Collected data entries
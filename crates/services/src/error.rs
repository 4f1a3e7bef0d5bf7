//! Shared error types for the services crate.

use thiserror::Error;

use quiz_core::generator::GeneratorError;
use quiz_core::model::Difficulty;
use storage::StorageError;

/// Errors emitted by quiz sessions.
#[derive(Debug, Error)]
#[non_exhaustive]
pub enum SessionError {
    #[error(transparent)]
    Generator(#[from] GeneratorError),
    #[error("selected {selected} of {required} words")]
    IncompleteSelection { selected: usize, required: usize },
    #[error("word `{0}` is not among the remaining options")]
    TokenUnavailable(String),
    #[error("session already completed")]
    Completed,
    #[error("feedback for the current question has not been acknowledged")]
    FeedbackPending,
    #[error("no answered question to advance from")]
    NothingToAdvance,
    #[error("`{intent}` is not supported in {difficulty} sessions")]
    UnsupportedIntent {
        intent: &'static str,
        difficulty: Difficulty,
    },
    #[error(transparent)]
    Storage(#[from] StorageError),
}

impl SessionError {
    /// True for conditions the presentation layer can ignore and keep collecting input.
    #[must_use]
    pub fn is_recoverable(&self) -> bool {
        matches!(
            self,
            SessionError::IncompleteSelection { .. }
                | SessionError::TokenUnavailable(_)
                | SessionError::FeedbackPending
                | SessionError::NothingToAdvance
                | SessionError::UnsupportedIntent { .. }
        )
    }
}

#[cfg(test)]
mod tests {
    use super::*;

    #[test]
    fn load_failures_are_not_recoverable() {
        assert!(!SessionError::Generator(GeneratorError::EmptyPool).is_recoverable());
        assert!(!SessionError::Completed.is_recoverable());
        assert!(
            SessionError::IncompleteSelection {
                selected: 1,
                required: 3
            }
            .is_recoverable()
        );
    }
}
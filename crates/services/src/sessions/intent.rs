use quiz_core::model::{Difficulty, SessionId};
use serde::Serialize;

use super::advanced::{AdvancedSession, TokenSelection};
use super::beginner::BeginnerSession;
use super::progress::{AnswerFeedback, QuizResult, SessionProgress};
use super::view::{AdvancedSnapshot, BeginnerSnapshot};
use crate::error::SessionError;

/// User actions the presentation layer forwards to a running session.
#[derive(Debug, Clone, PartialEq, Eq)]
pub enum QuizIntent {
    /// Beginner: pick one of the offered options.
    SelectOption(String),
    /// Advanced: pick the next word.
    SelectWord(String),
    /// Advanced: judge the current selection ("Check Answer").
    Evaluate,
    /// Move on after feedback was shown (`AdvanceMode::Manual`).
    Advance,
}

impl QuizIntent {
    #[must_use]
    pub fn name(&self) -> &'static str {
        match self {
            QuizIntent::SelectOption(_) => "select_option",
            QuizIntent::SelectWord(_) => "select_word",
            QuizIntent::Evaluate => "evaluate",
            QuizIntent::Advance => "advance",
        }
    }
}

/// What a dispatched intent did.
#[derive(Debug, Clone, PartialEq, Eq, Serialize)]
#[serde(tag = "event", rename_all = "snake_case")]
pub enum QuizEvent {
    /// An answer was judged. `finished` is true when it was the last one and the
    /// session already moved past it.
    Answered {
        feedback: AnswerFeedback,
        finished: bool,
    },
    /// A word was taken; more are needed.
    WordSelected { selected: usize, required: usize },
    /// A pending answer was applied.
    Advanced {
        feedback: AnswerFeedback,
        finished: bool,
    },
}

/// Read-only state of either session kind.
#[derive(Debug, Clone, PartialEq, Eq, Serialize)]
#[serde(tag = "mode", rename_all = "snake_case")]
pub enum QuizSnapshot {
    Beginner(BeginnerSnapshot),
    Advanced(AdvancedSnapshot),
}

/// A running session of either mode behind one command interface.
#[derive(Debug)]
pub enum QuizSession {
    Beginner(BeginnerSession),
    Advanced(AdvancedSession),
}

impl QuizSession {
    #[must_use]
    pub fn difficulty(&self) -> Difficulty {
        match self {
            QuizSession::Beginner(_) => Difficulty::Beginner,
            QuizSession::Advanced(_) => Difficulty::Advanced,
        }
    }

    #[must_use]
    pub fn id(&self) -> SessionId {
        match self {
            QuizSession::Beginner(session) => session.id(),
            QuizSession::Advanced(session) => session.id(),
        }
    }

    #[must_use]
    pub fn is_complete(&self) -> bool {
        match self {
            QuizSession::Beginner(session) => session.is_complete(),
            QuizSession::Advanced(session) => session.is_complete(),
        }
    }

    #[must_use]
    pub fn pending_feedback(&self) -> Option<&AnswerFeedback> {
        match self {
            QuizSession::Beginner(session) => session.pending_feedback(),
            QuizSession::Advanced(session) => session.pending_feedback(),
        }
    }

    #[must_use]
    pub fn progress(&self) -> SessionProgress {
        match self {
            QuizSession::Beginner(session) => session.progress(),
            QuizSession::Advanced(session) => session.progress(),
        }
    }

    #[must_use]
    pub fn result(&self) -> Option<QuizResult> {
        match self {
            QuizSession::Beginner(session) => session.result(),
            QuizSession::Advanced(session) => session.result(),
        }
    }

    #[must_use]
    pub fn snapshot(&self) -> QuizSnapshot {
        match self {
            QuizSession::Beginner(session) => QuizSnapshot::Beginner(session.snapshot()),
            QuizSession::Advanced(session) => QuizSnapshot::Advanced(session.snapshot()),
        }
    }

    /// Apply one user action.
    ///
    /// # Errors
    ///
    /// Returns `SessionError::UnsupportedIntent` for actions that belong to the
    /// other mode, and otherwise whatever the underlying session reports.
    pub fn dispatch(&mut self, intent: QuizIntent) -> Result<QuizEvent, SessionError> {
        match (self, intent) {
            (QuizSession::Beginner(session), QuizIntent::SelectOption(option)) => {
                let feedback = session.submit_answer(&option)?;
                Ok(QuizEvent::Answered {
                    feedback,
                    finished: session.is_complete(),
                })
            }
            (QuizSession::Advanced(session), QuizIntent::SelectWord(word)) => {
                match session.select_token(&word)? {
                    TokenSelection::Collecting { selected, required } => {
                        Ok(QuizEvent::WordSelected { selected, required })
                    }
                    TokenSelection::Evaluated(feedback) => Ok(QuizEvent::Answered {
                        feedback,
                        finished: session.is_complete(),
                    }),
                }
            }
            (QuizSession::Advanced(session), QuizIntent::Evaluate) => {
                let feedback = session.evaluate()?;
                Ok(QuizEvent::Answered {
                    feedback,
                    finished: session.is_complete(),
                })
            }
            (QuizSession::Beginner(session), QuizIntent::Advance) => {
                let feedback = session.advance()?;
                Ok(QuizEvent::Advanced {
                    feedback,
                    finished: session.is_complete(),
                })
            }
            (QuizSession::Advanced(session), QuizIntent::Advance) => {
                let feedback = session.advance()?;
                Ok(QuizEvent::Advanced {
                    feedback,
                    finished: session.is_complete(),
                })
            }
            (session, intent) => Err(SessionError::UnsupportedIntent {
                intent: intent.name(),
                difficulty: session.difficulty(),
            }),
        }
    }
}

TO DO:
Every line above should be printed again exactly as it stands.

EXERCISE RESULT:
filename crates/services/src/error.rs
repository 4f1a3e7bef0d5bf7
//! Shared error types for the services crate.

use thiserror::Error;

use quiz_core::generator::GeneratorError;
use quiz_core::model::Difficulty;
use storage::StorageError;

/// Errors emitted by quiz sessions.
#[derive(Debug, Error)]
#[non_exhaustive]
pub enum SessionError {
    #[error(transparent)]
    Generator(#[from] GeneratorError),
    #[error("selected {selected} of {required} words")]
    IncompleteSelection { selected: usize, required: usize },
    #[error("word `{0}` is not among the remaining options")]
    TokenUnavailable(String),
    #[error("session already completed")]
    Completed,
    #[error("feedback for the current question has not been acknowledged")]
    FeedbackPending,
    #[error("no answered question to advance from")]
    NothingToAdvance,
    #[error("`{intent}` is not supported in {difficulty} sessions")]
    UnsupportedIntent {
        intent: &'static str,
        difficulty: Difficulty,
    },
    #[error(transparent)]
    Storage(#[from] StorageError),
}

impl SessionError {
    /// True for conditions the presentation layer can ignore and keep collecting input.
    #[must_use]
    pub fn is_recoverable(&self) -> bool {
        matches!(
            self,
            SessionError::IncompleteSelection { .. }
                | SessionError::TokenUnavailable(_)
                | SessionError::FeedbackPending
                | SessionError::NothingToAdvance
                | SessionError::UnsupportedIntent { .. }
        )
    }
}

#[cfg(test)]
mod tests {
    use super::*;

    #[test]
    fn load_failures_are_not_recoverable() {
        assert!(!SessionError::Generator(GeneratorError::EmptyPool).is_recoverable());
        assert!(!SessionError::Completed.is_recoverable());
        assert!(
            SessionError::IncompleteSelection {
                selected: 1,
                required: 3
            }
            .is_recoverable()
        );
    }
}
filename crates/services/src/sessions/intent.rs
use quiz_core::model::{Difficulty, SessionId};
use serde::Serialize;

use super::advanced::{AdvancedSession, TokenSelection};
use super::beginner::BeginnerSession;
use super::progress::{AnswerFeedback, QuizResult, SessionProgress};
use super::view::{AdvancedSnapshot, BeginnerSnapshot};
use crate::error::SessionError;

/// User actions the presentation layer forwards to a running session.
#[derive(Debug, Clone, PartialEq, Eq)]
pub enum QuizIntent {
    /// Beginner: pick one of the offered options.
    SelectOption(String),
    /// Advanced: pick the next word.
    SelectWord(String),
    /// Advanced: judge the current selection ("Check Answer").
    Evaluate,
    /// Move on after feedback was shown (`AdvanceMode::Manual`).
    Advance,
}

impl QuizIntent {
    #[must_use]
    pub fn name(&self) -> &'static str {
        match self {
            QuizIntent::SelectOption(_) => "select_option",
            QuizIntent::SelectWord(_) => "select_word",
            QuizIntent::Evaluate => "evaluate",
            QuizIntent::Advance => "advance",
        }
    }
}

/// What a dispatched intent did.
#[derive(Debug, Clone, PartialEq, Eq, Serialize)]
#[serde(tag = "event", rename_all = "snake_case")]
pub enum QuizEvent {
    /// An answer was judged. `finished` is true when it was the last one and the
    /// session already moved past it.
    Answered {
        feedback: AnswerFeedback,
        finished: bool,
    },
    /// A word was taken; more are needed.
    WordSelected { selected: usize, required: usize },
    /// A pending answer was applied.
    Advanced {
        feedback: AnswerFeedback,
        finished: bool,
    },
}

/// Read-only state of either session kind.
#[derive(Debug, Clone, PartialEq, Eq, Serialize)]
#[serde(tag = "mode", rename_all = "snake_case")]
pub enum QuizSnapshot {
    Beginner(BeginnerSnapshot),
    Advanced(AdvancedSnapshot),
}

/// A running session of either mode behind one command interface.
#[derive(Debug)]
pub enum QuizSession {
    Beginner(BeginnerSession),
    Advanced(AdvancedSession),
}

impl QuizSession {
    #[must_use]
    pub fn difficulty(&self) -> Difficulty {
        match self {
            QuizSession::Beginner(_) => Difficulty::Beginner,
            QuizSession::Advanced(_) => Difficulty::Advanced,
        }
    }

    #[must_use]
    pub fn id(&self) -> SessionId {
        match self {
            QuizSession::Beginner(session) => session.id(),
            QuizSession::Advanced(session) => session.id(),
        }
    }

    #[must_use]
    pub fn is_complete(&self) -> bool {
        match self {
            QuizSession::Beginner(session) => session.is_complete(),
            QuizSession::Advanced(session) => session.is_complete(),
        }
    }

    #[must_use]
    pub fn pending_feedback(&self) -> Option<&AnswerFeedback> {
        match self {
            QuizSession::Beginner(session) => session.pending_feedback(),
            QuizSession::Advanced(session) => session.pending_feedback(),
        }
    }

    #[must_use]
    pub fn progress(&self) -> SessionProgress {
        match self {
            QuizSession::Beginner(session) => session.progress(),
            QuizSession::Advanced(session) => session.progress(),
        }
    }

    #[must_use]
    pub fn result(&self) -> Option<QuizResult> {
        match self {
            QuizSession::Beginner(session) => session.result(),
            QuizSession::Advanced(session) => session.result(),
        }
    }

    #[must_use]
    pub fn snapshot(&self) -> QuizSnapshot {
        match self {
            QuizSession::Beginner(session) => QuizSnapshot::Beginner(session.snapshot()),
            QuizSession::Advanced(session) => QuizSnapshot::Advanced(session.snapshot()),
        }
    }

    /// Apply one user action.
    ///
    /// # Errors
    ///
    /// Returns `SessionError::UnsupportedIntent` for actions that belong to the
    /// other mode, and otherwise whatever the underlying session reports.
    pub fn dispatch(&mut self, intent: QuizIntent) -> Result<QuizEvent, SessionError> {
        match (self, intent) {
            (QuizSession::Beginner(session), QuizIntent::SelectOption(option)) => {
                let feedback = session.submit_answer(&option)?;
                Ok(QuizEvent::Answered {
                    feedback,
                    finished: session.is_complete(),
                })
            }
            (QuizSession::Advanced(session), QuizIntent::SelectWord(word)) => {
                match session.select_token(&word)? {
                    TokenSelection::Collecting { selected, required } => {
                        Ok(QuizEvent::WordSelected { selected, required })
                    }
                    TokenSelection::Evaluated(feedback) => Ok(QuizEvent::Answered {
                        feedback,
                        finished: session.is_complete(),
                    }),
                }
            }
            (QuizSession::Advanced(session), QuizIntent::Evaluate) => {
                let feedback = session.evaluate()?;
                Ok(QuizEvent::Answered {
                    feedback,
                    finished: session.is_complete(),
                })
            }
            (QuizSession::Beginner(session), QuizIntent::Advance) => {
                let feedback = session.advance()?;
                Ok(QuizEvent::Advanced {
                    feedback,
                    finished: session.is_complete(),
                })
            }
            (QuizSession::Advanced(session), QuizIntent::Advance) => {
                let feedback = session.advance()?;
                Ok(QuizEvent::Advanced {
                    feedback,
                    finished: session.is_complete(),
                })
            }
            (session, intent) => Err(SessionError::UnsupportedIntent {
                intent: intent.name(),
                difficulty: session.difficulty(),
            }),
        }
    }
}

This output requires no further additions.